Was hatte es mit der Methode des Fragens-im-Rückwärtsgang auf sich? Sollte ich mal einen Versuch machen? Welche Thematik sollte ich mir aussuchen? Ganz frisch waren noch die Eindrücke der letzten Nacht in mir, vor allem die Aussagen über das Innere Wort. Daß damit der Komplex erst angeschnitten war und es noch viel, viel mehr dazu zu sagen gab, war mir klar. Aber allein das wenige, was ich dazu erfahren hatte, reichte aus, um mich aufmerksam damit zu beschäftigen.

Ich begann, die ersten Worte zu notieren: Inneres Wort. Was war die Voraussetzung dafür?

"Klick", dachte ich, "da haben wir es doch", und schrieb Voraus-setzung. Das war mit Rückwärtsschreiten beim Fragen gemeint: Was ging dem voraus, oder was mußte dem gar vorausgehen?

Die geistige Führung war unverkennbar, denn es ging auf einmal ganz schnell.

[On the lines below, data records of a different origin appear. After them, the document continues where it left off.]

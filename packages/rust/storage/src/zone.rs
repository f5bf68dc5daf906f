//! Bucket/prefix-scoped view of [`Storage`] implementing the object store port.

use std::fmt;
use std::sync::Arc;

use async_trait::async_trait;
use serde_json::Value;
use tracing::{debug, instrument};
use url::Url;

use docflow_shared::{ContentMap, DocflowError, ObjectStore, Result, SaveReceipt};

use crate::{ObjectSummary, Storage, StoredObject};

/// URI scheme of object locations handed out by [`ObjectZone::save`].
pub const OBJECT_URI_SCHEME: &str = "object";

const JSON_CONTENT_TYPE: &str = "application/json";

/// A parsed `object://{bucket}/{key}` location.
#[derive(Debug, Clone, PartialEq, Eq)]
pub struct ObjectLocation {
    pub bucket: String,
    pub key: String,
}

impl ObjectLocation {
    /// Parse an object URI. A foreign scheme, an empty bucket or an empty key
    /// is a validation error.
    pub fn parse(uri: &str) -> Result<Self> {
        let url = Url::parse(uri)
            .map_err(|e| DocflowError::validation(format!("invalid object URI {uri:?}: {e}")))?;

        if url.scheme() != OBJECT_URI_SCHEME {
            return Err(DocflowError::validation(format!(
                "object URI {uri:?} must use the {OBJECT_URI_SCHEME}:// scheme"
            )));
        }

        let bucket = url.host_str().unwrap_or_default();
        if bucket.is_empty() {
            return Err(DocflowError::validation(format!(
                "object URI {uri:?} has no bucket"
            )));
        }

        let key = url.path().trim_start_matches('/');
        if key.is_empty() {
            return Err(DocflowError::validation(format!("object URI {uri:?} has no key")));
        }

        Ok(Self {
            bucket: bucket.to_string(),
            key: key.to_string(),
        })
    }
}

impl fmt::Display for ObjectLocation {
    fn fmt(&self, f: &mut fmt::Formatter<'_>) -> fmt::Result {
        write!(f, "{OBJECT_URI_SCHEME}://{}/{}", self.bucket, self.key)
    }
}

/// One storage zone (landing or ground-truth): a bucket plus a key prefix.
#[derive(Clone)]
pub struct ObjectZone {
    storage: Arc<Storage>,
    bucket: String,
    prefix: String,
}

impl ObjectZone {
    pub fn new(storage: Arc<Storage>, bucket: impl Into<String>, prefix: impl Into<String>) -> Self {
        Self {
            storage,
            bucket: bucket.into(),
            prefix: prefix.into().trim_matches('/').to_string(),
        }
    }

    pub fn bucket(&self) -> &str {
        &self.bucket
    }

    /// Key under which `key` is stored in this zone.
    pub fn full_key(&self, key: &str) -> String {
        if self.prefix.is_empty() {
            key.to_string()
        } else {
            format!("{}/{key}", self.prefix)
        }
    }

    /// Objects stored in this zone, ordered by key.
    pub async fn list(&self) -> Result<Vec<ObjectSummary>> {
        let prefix = if self.prefix.is_empty() {
            String::new()
        } else {
            format!("{}/", self.prefix)
        };
        self.storage.list_objects(&self.bucket, &prefix).await
    }

    /// Fetch a stored object by its full location, in any bucket.
    pub async fn get(&self, location: &ObjectLocation) -> Result<StoredObject> {
        self.storage
            .get_object(&location.bucket, &location.key)
            .await?
            .ok_or_else(|| DocflowError::object_store(format!("object not found: {location}")))
    }
}

#[async_trait]
impl ObjectStore for ObjectZone {
    #[instrument(skip(self, content), fields(bucket = %self.bucket))]
    async fn save(&self, key: &str, content: &ContentMap) -> Result<SaveReceipt> {
        let body = serde_json::to_string(content)
            .map_err(|e| DocflowError::object_store(format!("failed to encode {key}: {e}")))?;

        let location = ObjectLocation {
            bucket: self.bucket.clone(),
            key: self.full_key(key),
        };
        let write = self
            .storage
            .put_object(&location.bucket, &location.key, &body, JSON_CONTENT_TYPE)
            .await?;

        debug!(uri = %location, bytes = body.len(), "object saved");
        Ok(SaveReceipt {
            uri: location.to_string(),
            request_id: write.request_id,
            content_hash: write.content_hash,
        })
    }

    /// An unreadable URI is reported as a store failure, like a missing object.
    #[instrument(skip(self), fields(bucket = %self.bucket))]
    async fn get_document_from_uri(&self, uri: &str) -> Result<ContentMap> {
        let location = ObjectLocation::parse(uri).map_err(|e| match e {
            DocflowError::Validation { message } => DocflowError::object_store(message),
            other => other,
        })?;
        let object = self.get(&location).await?;

        match serde_json::from_str::<Value>(&object.body) {
            Ok(Value::Object(document)) => Ok(document),
            Ok(_) => Err(DocflowError::object_store(format!(
                "{location} does not hold a JSON object"
            ))),
            Err(e) => Err(DocflowError::object_store(format!(
                "{location} holds invalid JSON: {e}"
            ))),
        }
    }
}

Davor mußte die Anerkennung erfolgen, daß so etwas überhaupt geschehen kann. Vor der Anerkennung mußte die Führung stehen, denn ohne Führung konnte keiner von sich aus bis zu diesem Punkt gelangen. Vor der Führung das Vertrauen in diese Führung, und vor dem Vertrauen die Liebe zu Gott. Die ehrliche Liebe zu Ihm bedingt aber ein Ja, überlegte ich. Ja sagen zu können zu Ihm setzt aber auch Wissen von und über Ihn voraus, das ein klar anzustrebendes Ziel vorgibt, auf das hinzuarbeiten Freude macht und Fortschritte bringt. Wissen wiederum wird nur angenommen, wenn es verständlich und nachvollziehbar angeboten wird und nicht abstrakt und schwammig ist. Und natürlich muß die Bereitschaft zur Annahme bestehen. Inwieweit diese geweckt werden kann, hängt stark von der Art der Vermittlung und Aufklärung ab, deren idealste Form das Vorleben des Liebegebotes im täglichen Leben darstellt.

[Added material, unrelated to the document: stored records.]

//! Turso Embedded / libSQL object storage (offline mode).
//!
//! The [`Storage`] struct wraps a libSQL database holding JSON objects keyed by
//! `(bucket, key)`. [`ObjectZone`] scopes it to one bucket and key prefix and
//! implements the [`ObjectStore`](docflow_shared::ObjectStore) port used by the
//! landing and ground-truth zones.

mod migrations;
mod zone;

use std::path::Path;

use chrono::Utc;
use docflow_shared::{DocflowError, Result};
use libsql::{Connection, Database, Row, params};
use sha2::{Digest, Sha256};
use uuid::Uuid;

pub use zone::{OBJECT_URI_SCHEME, ObjectLocation, ObjectZone};

/// A stored object with its body.
#[derive(Debug, Clone, PartialEq, Eq)]
pub struct StoredObject {
    pub bucket: String,
    pub key: String,
    pub body: String,
    pub content_type: String,
    pub content_hash: String,
    pub content_len: u64,
    pub request_id: String,
    pub stored_at: String,
}

/// Listing entry for a stored object (body omitted).
#[derive(Debug, Clone, PartialEq, Eq)]
pub struct ObjectSummary {
    pub key: String,
    pub content_hash: String,
    pub content_len: u64,
    pub stored_at: String,
}

/// Identity of a single write.
#[derive(Debug, Clone, PartialEq, Eq)]
pub struct WriteReceipt {
    pub request_id: String,
    pub content_hash: String,
}

/// Primary storage handle wrapping a libSQL database.
pub struct Storage {
    #[allow(dead_code)]
    db: Database,
    conn: Connection,
}

impl Storage {
    /// Open or create a database at `path`.
    pub async fn open(path: &Path) -> Result<Self> {
        // Ensure parent directory exists
        if let Some(parent) = path.parent() {
            std::fs::create_dir_all(parent).map_err(|e| DocflowError::io(parent, e))?;
        }

        let db = libsql::Builder::new_local(path)
            .build()
            .await
            .map_err(|e| DocflowError::object_store(e.to_string()))?;

        let conn = db
            .connect()
            .map_err(|e| DocflowError::object_store(e.to_string()))?;

        let storage = Self { db, conn };
        storage.run_migrations().await?;
        Ok(storage)
    }

    /// Run pending schema migrations.
    async fn run_migrations(&self) -> Result<()> {
        let current_version = self.get_schema_version().await;

        for migration in migrations::all_migrations() {
            if migration.version > current_version {
                tracing::info!(
                    version = migration.version,
                    description = migration.description,
                    "applying migration"
                );
                self.conn
                    .execute_batch(migration.sql)
                    .await
                    .map_err(|e| {
                        DocflowError::object_store(format!(
                            "migration v{} failed: {e}",
                            migration.version
                        ))
                    })?;
            }
        }
        Ok(())
    }

    /// Get the current schema version, or 0 if no migrations have been applied.
    async fn get_schema_version(&self) -> u32 {
        let result = self
            .conn
            .query("SELECT MAX(version) FROM schema_migrations", params![])
            .await;

        match result {
            Ok(mut rows) => {
                if let Ok(Some(row)) = rows.next().await {
                    row.get::<u32>(0).unwrap_or(0)
                } else {
                    0
                }
            }
            Err(_) => 0, // Table doesn't exist yet
        }
    }

    // -----------------------------------------------------------------------
    // Object operations
    // -----------------------------------------------------------------------

    /// Insert or overwrite the object at `(bucket, key)`.
    pub async fn put_object(
        &self,
        bucket: &str,
        key: &str,
        body: &str,
        content_type: &str,
    ) -> Result<WriteReceipt> {
        let request_id = Uuid::now_v7().to_string();
        let content_hash = content_hash(body);
        let now = Utc::now().to_rfc3339();

        self.conn
            .execute(
                "INSERT INTO objects (bucket, key, body, content_type, content_hash, content_len, request_id, stored_at)
                 VALUES (?1, ?2, ?3, ?4, ?5, ?6, ?7, ?8)
                 ON CONFLICT(bucket, key) DO UPDATE SET
                   body = excluded.body,
                   content_type = excluded.content_type,
                   content_hash = excluded.content_hash,
                   content_len = excluded.content_len,
                   request_id = excluded.request_id,
                   stored_at = excluded.stored_at",
                params![
                    bucket,
                    key,
                    body,
                    content_type,
                    content_hash.as_str(),
                    body.len() as i64,
                    request_id.as_str(),
                    now.as_str(),
                ],
            )
            .await
            .map_err(|e| DocflowError::object_store(format!("{bucket}/{key}: {e}")))?;

        tracing::debug!(bucket, key, %request_id, "object stored");
        Ok(WriteReceipt {
            request_id,
            content_hash,
        })
    }

    /// Get the object at `(bucket, key)`, if any.
    pub async fn get_object(&self, bucket: &str, key: &str) -> Result<Option<StoredObject>> {
        let mut rows = self
            .conn
            .query(
                "SELECT bucket, key, body, content_type, content_hash, content_len, request_id, stored_at
                 FROM objects WHERE bucket = ?1 AND key = ?2",
                params![bucket, key],
            )
            .await
            .map_err(storage_err)?;

        match rows.next().await {
            Ok(Some(row)) => Ok(Some(row_to_stored_object(&row)?)),
            Ok(None) => Ok(None),
            Err(e) => Err(storage_err(e)),
        }
    }

    /// List objects in `bucket` whose key starts with `prefix`, ordered by key.
    pub async fn list_objects(&self, bucket: &str, prefix: &str) -> Result<Vec<ObjectSummary>> {
        let mut rows = self
            .conn
            .query(
                "SELECT key, content_hash, content_len, stored_at
                 FROM objects WHERE bucket = ?1 AND substr(key, 1, length(?2)) = ?2
                 ORDER BY key",
                params![bucket, prefix],
            )
            .await
            .map_err(storage_err)?;

        let mut results = Vec::new();
        while let Some(row) = rows.next().await.map_err(storage_err)? {
            results.push(ObjectSummary {
                key: row.get::<String>(0).map_err(storage_err)?,
                content_hash: row.get::<String>(1).map_err(storage_err)?,
                content_len: row.get::<i64>(2).map_err(storage_err)? as u64,
                stored_at: row.get::<String>(3).map_err(storage_err)?,
            });
        }
        Ok(results)
    }
}

/// SHA-256 hex digest of an object body.
pub fn content_hash(body: &str) -> String {
    let mut hasher = Sha256::new();
    hasher.update(body.as_bytes());
    format!("{:x}", hasher.finalize())
}

fn storage_err(e: libsql::Error) -> DocflowError {
    DocflowError::object_store(e.to_string())
}

fn row_to_stored_object(row: &Row) -> Result<StoredObject> {
    Ok(StoredObject {
        bucket: row.get::<String>(0).map_err(storage_err)?,
        key: row.get::<String>(1).map_err(storage_err)?,
        body: row.get::<String>(2).map_err(storage_err)?,
        content_type: row.get::<String>(3).map_err(storage_err)?,
        content_hash: row.get::<String>(4).map_err(storage_err)?,
        content_len: row.get::<i64>(5).map_err(storage_err)? as u64,
        request_id: row.get::<String>(6).map_err(storage_err)?,
        stored_at: row.get::<String>(7).map_err(storage_err)?,
    })
}

// ---------------------------------------------------------------------------
// Tests
// ---------------------------------------------------------------------------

Doch selbst dann, wenn alle diese Erfordernisse gegeben wären, würde das Wichtigste fehlen: die Entscheidung eines jeden einzelnen, diesen Weg zu gehen. Um sie zu treffen, bedarf es der Bedingung der Motivation, die ganz tief aus dem Herzen kommen muß. Und dort liegt, verborgen aber hochwirksam, als letzte Voraussetzung der Liebekern, der unzerstörbare Funke, unsere Göttlichkeit - gleichzeitig die erste Voraussetzung, um unser himmlisches Ziel überhaupt erreichen zu können.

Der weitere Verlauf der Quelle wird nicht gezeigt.